Friday, April 25, 2008

Loading up Netflix Prize Data into MySQL

Disclaimer

I don't consider myself a mysql expert. My goal was to get data installed in roughly a 1-day effort.

Please feel free to post comments on improvements or questions about any of the method used in this blog.

Goal


The goal of today's blog is loading up the Netflix Prize data into MySQL.

OS

It is my assumption that you are doing this on Windows.

Downloads

To do this, it is assumed that you have the following items downloaded:

1. Netflix Prize Data

This is available from:
http://netflixprize.com

On my system, the download took roughly 2 hours.

2. MySQL (I used MySQL 5.0)

This is available from:
http://dev.mysql.com/downloads/

3. MySQL Connector/J (I used MySQL Connector/J 5.1)

This is available from:
http://dev.mysql.com/downloads/connector/

4. Cygwin Tools (I used 1.5.25)

This is available from:
http://cygwin.com

I used the following:
  • vim
  • bash
  • tar
  • gzip

5. JDK (I used Sun JDK 6 Update 6)

This is available from:
http://java.sun.com/javase/downloads/index.jsp

Tasks

1. Set up cygwin tools

(1) Run setup.exe, hit the NEXT button and select "Install from Internet"

(2) When I get to the choices:

I click on the "View" Button

I select the following:
  • bash
  • gzip
  • tar
  • vim
I hit NEXT and it installs.

2. Untar the Netflix Prize data file

(1) Open a cygwin window

(2) cd to the directory where the Netflix data is found and type:
tar xvfz download*.gz
(3) You will now have the following files created:download/rmse.pl
download/README
download/qualifying.txt
download/probe.txt
download/movie_titles.txt
download/training_set.tar
(4) Next, untar the training set by typing
cd download
tar xvf training_set.tar
(5) You will now have the following files created:

download/training_set/mv_0000001.txt
...
download/training_set/mv_0017770.txt
3. Install and configure MySQL

(1) Run setup.exe and choose "Complete" installation.

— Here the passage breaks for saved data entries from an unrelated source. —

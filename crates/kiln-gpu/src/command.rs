//! Command buffer management.

use crate::error::Result;
use ash::vk;

/// Command pool for allocating command buffers.
pub struct CommandPool {
    pool: vk::CommandPool,
    queue_family: u32,
}

impl CommandPool {
    /// Create a new command pool.
    ///
    /// # Safety
    /// The device must be valid and the queue family must exist.
    pub unsafe fn new(
        device: &ash::Device,
        queue_family: u32,
        flags: vk::CommandPoolCreateFlags,
    ) -> Result<Self> {
        let create_info = vk::CommandPoolCreateInfo::default()
            .queue_family_index(queue_family)
            .flags(flags);

        let pool = unsafe { device.create_command_pool(&create_info, None)? };
        Ok(Self { pool, queue_family })
    }

    /// Get the raw pool handle.
    pub fn handle(&self) -> vk::CommandPool {
        self.pool
    }

    /// Get the queue family index.
    pub fn queue_family(&self) -> u32 {
        self.queue_family
    }

    /// Allocate primary command buffers from this pool.
    ///
    /// # Safety
    /// The device must be valid.
    pub unsafe fn allocate(&self, device: &ash::Device, count: u32) -> Result<Vec<vk::CommandBuffer>> {
        let alloc_info = vk::CommandBufferAllocateInfo::default()
            .command_pool(self.pool)
            .level(vk::CommandBufferLevel::PRIMARY)
            .command_buffer_count(count);

        let buffers = unsafe { device.allocate_command_buffers(&alloc_info)? };
        Ok(buffers)
    }

    /// Destroy the command pool.
    ///
    /// # Safety
    /// The device must be valid and the pool must not be in use.
    pub unsafe fn destroy(&self, device: &ash::Device) {
        unsafe { device.destroy_command_pool(self.pool, None) };
    }
}

/// Begin recording a command buffer.
///
/// # Safety
/// The device and command buffer must be valid.
pub unsafe fn begin_command_buffer(
    device: &ash::Device,
    cmd: vk::CommandBuffer,
    flags: vk::CommandBufferUsageFlags,
) -> Result<()> {
    let begin_info = vk::CommandBufferBeginInfo::default().flags(flags);
    unsafe { device.begin_command_buffer(cmd, &begin_info)? };
    Ok(())
}

/// End recording a command buffer.
///
/// # Safety
/// The device and command buffer must be valid.
pub unsafe fn end_command_buffer(device: &ash::Device, cmd: vk::CommandBuffer) -> Result<()> {
    unsafe { device.end_command_buffer(cmd)? };
    Ok(())
}

/// Submit command buffers to a queue.
///
/// # Safety
/// All handles must be valid.
pub unsafe fn submit_command_buffers(
    device: &ash::Device,
    queue: vk::Queue,
    command_buffers: &[vk::CommandBuffer],
    wait_semaphores: &[vk::Semaphore],
    wait_stages: &[vk::PipelineStageFlags],
    signal_semaphores: &[vk::Semaphore],
    fence: vk::Fence,
) -> Result<()> {
    let submit_info = vk::SubmitInfo::default()
        .command_buffers(command_buffers)
        .wait_semaphores(wait_semaphores)
        .wait_dst_stage_mask(wait_stages)
        .signal_semaphores(signal_semaphores);

    unsafe { device.queue_submit(queue, &[submit_info], fence)? };
    Ok(())
}

/// Record, submit, and synchronously drain a one-shot command buffer.
///
/// Used by the asset upload path. The blocking `queue_wait_idle` keeps
/// upload ordering trivial at the cost of a full pipeline drain; moving
/// transfers to a fence checked at first use is the known improvement.
///
/// # Safety
/// All handles must be valid.
pub unsafe fn execute_one_shot<F>(
    device: &ash::Device,
    pool: &CommandPool,
    queue: vk::Queue,
    record: F,
) -> Result<()>
where
    F: FnOnce(vk::CommandBuffer),
{
    let cmd = unsafe { pool.allocate(device, 1)?[0] };

    unsafe {
        begin_command_buffer(device, cmd, vk::CommandBufferUsageFlags::ONE_TIME_SUBMIT)?;
        record(cmd);
        end_command_buffer(device, cmd)?;

        let cmd_buffers = [cmd];
        let submit_info = vk::SubmitInfo::default().command_buffers(&cmd_buffers);
        device.queue_submit(queue, &[submit_info], vk::Fence::null())?;
        device.queue_wait_idle(queue)?;

        device.free_command_buffers(pool.handle(), &[cmd]);
    }

    Ok(())
}
//! Core types shared across the Kiln engine.
//!
//! This crate provides the foundational types used throughout the engine:
//! - Asset and object handles
//! - Render flags and draw sort keys
//! - Common error types

pub mod error;
pub mod flags;
pub mod handles;
pub mod hash;
pub mod sort;

pub use error::{Error, Result};
pub use flags::RenderFlags;
pub use handles::{MaterialId, ModelId, ObjectId, ProgramId, TextureId};
pub use hash::StableHasher;
pub use sort::SortKey;

/// Engine-wide constants
pub mod constants {
    /// Number of frames the CPU may prepare while the GPU is still working.
    pub const FRAMES_IN_FLIGHT: usize = 2;
    /// Maximum texture bindings per material.
    pub const MATERIAL_TEXTURE_SLOTS: usize = 8;
    /// Capacity of the per-frame object parameter array.
    pub const MAX_OBJECTS: usize = 4096;
    /// Capacity of the per-frame material table.
    pub const MAX_MATERIALS: usize = 256;
    /// Capacity of the per-frame light table.
    pub const MAX_LIGHTS: usize = 64;
    /// Size of the global sampled-texture binding array.
    pub const MAX_BOUND_TEXTURES: usize = 64;
}
/// Record a single image layout transition with explicit scopes.
///
/// # Safety
/// The command buffer must be in recording state.
#[allow(clippy::too_many_arguments)]
unsafe fn image_barrier(
    device: &ash::Device,
    cmd: vk::CommandBuffer,
    image: vk::Image,
    range: vk::ImageSubresourceRange,
    old_layout: vk::ImageLayout,
    new_layout: vk::ImageLayout,
    src_stage: vk::PipelineStageFlags2,
    src_access: vk::AccessFlags2,
    dst_stage: vk::PipelineStageFlags2,
    dst_access: vk::AccessFlags2,
) {
    let barrier = vk::ImageMemoryBarrier2::default()
        .src_stage_mask(src_stage)
        .src_access_mask(src_access)
        .dst_stage_mask(dst_stage)
        .dst_access_mask(dst_access)
        .old_layout(old_layout)
        .new_layout(new_layout)
        .image(image)
        .subresource_range(range);

    let dependency_info =
        vk::DependencyInfo::default().image_memory_barriers(std::slice::from_ref(&barrier));
    unsafe { device.cmd_pipeline_barrier2(cmd, &dependency_info) };
}

/// Set the dynamic viewport and scissor to cover the full target.
///
/// # Safety
/// The command buffer must be in recording state.
unsafe fn set_viewport_scissor(
    device: &ash::Device,
    cmd: vk::CommandBuffer,
    width: u32,
    height: u32,
) {
    let viewport = vk::Viewport {
        x: 0.0,
        y: 0.0,
        width: width as f32,
        height: height as f32,
        min_depth: 0.0,
        max_depth: 1.0,
    };
    let scissor = vk::Rect2D {
        offset: vk::Offset2D::default(),
        extent: vk::Extent2D { width, height },
    };
    unsafe {
        device.cmd_set_viewport(cmd, 0, &[viewport]);
        device.cmd_set_scissor(cmd, 0, &[scissor]);
    }
}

(2) Run MySQL Server Instance Configuration Wizard (which is now installed) and click NEXT.

(3) I choose the following options:

  • "Detailed Configuration"
  • "Dedicated MySQL Server Machine"
Note: This choice will significantly slow down your computer but greatly speed up the queries.
  • "Non-Transactional Database Only" (since the goal is speed)
  • "Decision Support (DSS)/OLAP
  • "Strict Mode" (to help prevent mistakes)
  • "Include Bin Directory in Windows PATH"
4. Create MySQL tables for Netflix Data

(1) Open a MySQL Command Line client and hit enter for the password

(2) Create the database

create database netflix;

use netflix;

(3) Create tables used for loading

We'll create two tables here: "rating" to hold the training data without the probe data. "rating_all" to hold all the training data which we can use to generate the qualifying totals.

create table rating (
id int(4) unsigned not null primary key auto_increment,
movieid int(2),
userid int(3), rating int(1), date date,
first date, support int(3), status int(1),
avg double, avg2 double, residual double, checkvalue double);

create table rating_all as select * from rating;

create index index_rating_userid on rating(userid);

create index index_rating_all_userid on rating_all(userid);

create index index_rating_movieid on rating(movieid);

create index index_rating_all_movieid on rating_all(movieid);

alter table rating disable keys;

alter table rating_all disable keys;

create table probe_temp (movieid int(2), userid int(3));


5. Install JDK and MySQL Connector/j

(1) Run the jdk download and it self-installs.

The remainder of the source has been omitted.